What needs to be done » Among the entries below, find the lines holding "these" and copy them.

-------

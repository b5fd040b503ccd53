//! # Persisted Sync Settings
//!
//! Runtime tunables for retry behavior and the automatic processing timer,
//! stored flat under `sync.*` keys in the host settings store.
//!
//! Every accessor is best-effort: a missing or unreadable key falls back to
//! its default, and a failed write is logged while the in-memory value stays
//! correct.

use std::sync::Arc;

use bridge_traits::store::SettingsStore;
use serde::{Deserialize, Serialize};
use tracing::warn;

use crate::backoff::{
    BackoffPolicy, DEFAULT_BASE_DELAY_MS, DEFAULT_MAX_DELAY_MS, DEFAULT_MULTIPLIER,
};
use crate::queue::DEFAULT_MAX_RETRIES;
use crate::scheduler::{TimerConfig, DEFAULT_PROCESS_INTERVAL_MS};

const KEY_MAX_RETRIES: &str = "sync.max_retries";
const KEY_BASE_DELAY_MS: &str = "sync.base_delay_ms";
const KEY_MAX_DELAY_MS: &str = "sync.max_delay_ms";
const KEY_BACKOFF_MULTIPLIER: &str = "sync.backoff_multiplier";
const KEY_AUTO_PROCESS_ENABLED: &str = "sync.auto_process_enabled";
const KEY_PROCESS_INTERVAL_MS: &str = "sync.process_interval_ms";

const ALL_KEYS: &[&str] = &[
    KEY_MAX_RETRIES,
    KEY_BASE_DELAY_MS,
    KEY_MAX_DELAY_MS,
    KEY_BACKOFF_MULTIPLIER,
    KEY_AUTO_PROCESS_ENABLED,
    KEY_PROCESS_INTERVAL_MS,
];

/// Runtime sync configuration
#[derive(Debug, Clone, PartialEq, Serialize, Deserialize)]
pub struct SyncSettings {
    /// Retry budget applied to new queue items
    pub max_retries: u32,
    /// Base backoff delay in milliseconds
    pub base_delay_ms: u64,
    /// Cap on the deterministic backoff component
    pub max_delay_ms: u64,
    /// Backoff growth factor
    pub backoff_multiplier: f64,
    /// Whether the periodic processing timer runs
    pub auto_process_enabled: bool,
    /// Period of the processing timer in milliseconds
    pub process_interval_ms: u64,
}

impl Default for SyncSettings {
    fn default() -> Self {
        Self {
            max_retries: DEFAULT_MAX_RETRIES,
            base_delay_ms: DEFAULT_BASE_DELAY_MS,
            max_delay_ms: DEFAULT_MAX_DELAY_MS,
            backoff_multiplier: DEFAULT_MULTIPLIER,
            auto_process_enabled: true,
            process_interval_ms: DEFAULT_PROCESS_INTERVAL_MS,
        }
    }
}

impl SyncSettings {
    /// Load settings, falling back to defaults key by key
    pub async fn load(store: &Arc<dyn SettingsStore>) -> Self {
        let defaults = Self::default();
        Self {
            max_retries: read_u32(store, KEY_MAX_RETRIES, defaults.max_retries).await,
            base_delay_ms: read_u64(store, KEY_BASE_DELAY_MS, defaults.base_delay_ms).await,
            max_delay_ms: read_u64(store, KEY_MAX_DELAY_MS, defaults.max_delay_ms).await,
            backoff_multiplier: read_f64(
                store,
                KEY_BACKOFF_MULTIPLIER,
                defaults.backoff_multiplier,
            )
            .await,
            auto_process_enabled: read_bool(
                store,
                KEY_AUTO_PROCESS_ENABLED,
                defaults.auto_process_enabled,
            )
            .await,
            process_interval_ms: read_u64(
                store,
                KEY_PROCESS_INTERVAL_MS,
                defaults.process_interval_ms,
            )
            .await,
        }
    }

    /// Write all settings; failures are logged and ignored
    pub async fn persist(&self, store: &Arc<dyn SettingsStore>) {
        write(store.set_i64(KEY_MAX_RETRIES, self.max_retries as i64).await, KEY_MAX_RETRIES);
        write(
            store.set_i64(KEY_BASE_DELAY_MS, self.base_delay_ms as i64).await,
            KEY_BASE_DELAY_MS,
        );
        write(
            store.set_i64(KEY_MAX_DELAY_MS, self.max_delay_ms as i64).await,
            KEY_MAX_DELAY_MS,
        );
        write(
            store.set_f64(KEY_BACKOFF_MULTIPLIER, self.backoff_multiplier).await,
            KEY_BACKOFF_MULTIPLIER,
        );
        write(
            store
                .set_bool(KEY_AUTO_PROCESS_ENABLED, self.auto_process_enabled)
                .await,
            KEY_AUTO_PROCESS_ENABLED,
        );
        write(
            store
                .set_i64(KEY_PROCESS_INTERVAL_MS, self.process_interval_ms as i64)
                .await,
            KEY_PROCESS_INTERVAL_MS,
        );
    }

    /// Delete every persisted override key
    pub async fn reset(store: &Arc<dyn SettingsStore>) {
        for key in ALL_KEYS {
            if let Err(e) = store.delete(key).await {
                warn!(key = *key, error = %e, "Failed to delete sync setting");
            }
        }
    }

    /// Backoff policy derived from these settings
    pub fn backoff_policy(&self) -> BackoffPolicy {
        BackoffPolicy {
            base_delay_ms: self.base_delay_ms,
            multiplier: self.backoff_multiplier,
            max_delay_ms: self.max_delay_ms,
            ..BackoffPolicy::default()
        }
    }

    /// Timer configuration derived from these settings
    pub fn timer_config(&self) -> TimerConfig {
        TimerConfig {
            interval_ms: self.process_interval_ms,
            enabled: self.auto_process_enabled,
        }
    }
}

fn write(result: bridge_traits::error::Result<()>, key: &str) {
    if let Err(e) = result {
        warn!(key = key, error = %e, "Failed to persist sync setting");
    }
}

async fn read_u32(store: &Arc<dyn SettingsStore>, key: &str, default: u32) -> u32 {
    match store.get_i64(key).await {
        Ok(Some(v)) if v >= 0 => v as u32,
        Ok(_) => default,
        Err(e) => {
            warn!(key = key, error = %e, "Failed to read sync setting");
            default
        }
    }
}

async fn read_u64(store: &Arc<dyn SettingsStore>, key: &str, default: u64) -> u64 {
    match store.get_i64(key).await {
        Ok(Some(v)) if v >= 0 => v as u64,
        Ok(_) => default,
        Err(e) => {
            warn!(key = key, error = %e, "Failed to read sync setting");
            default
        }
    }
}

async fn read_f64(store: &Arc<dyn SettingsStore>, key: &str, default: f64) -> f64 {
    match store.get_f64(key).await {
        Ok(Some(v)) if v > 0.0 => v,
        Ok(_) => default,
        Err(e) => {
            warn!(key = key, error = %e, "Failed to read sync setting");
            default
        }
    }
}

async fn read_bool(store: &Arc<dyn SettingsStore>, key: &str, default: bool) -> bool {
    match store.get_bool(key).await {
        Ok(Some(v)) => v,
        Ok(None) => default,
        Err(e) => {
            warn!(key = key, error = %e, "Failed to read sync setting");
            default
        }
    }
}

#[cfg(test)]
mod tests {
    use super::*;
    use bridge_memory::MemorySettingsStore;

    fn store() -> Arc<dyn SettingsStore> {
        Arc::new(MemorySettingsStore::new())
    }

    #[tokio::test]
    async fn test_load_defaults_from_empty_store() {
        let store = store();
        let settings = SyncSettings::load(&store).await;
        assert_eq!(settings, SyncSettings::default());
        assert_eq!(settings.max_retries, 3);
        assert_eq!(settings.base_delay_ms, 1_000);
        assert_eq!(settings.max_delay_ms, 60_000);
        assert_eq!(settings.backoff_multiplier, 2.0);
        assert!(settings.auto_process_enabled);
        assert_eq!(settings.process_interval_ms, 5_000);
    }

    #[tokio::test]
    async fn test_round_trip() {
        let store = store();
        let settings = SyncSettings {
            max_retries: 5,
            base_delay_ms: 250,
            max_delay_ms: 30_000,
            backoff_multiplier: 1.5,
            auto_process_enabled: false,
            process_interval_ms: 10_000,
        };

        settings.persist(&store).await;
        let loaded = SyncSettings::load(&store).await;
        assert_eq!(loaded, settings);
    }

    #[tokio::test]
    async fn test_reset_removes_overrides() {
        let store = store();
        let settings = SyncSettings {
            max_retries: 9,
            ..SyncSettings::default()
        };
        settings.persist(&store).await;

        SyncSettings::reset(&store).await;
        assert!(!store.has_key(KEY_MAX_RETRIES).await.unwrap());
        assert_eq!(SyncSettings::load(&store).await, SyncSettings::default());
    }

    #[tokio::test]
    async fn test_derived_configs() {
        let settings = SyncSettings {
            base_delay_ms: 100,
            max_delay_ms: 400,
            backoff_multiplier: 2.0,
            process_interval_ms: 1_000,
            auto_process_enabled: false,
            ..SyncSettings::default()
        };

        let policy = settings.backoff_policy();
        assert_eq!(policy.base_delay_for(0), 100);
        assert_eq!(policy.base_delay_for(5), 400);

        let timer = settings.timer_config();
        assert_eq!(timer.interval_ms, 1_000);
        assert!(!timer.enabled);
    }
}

-------

Solution for this exercise »
    /// Backoff policy derived from these settings
    /// Timer configuration derived from these settings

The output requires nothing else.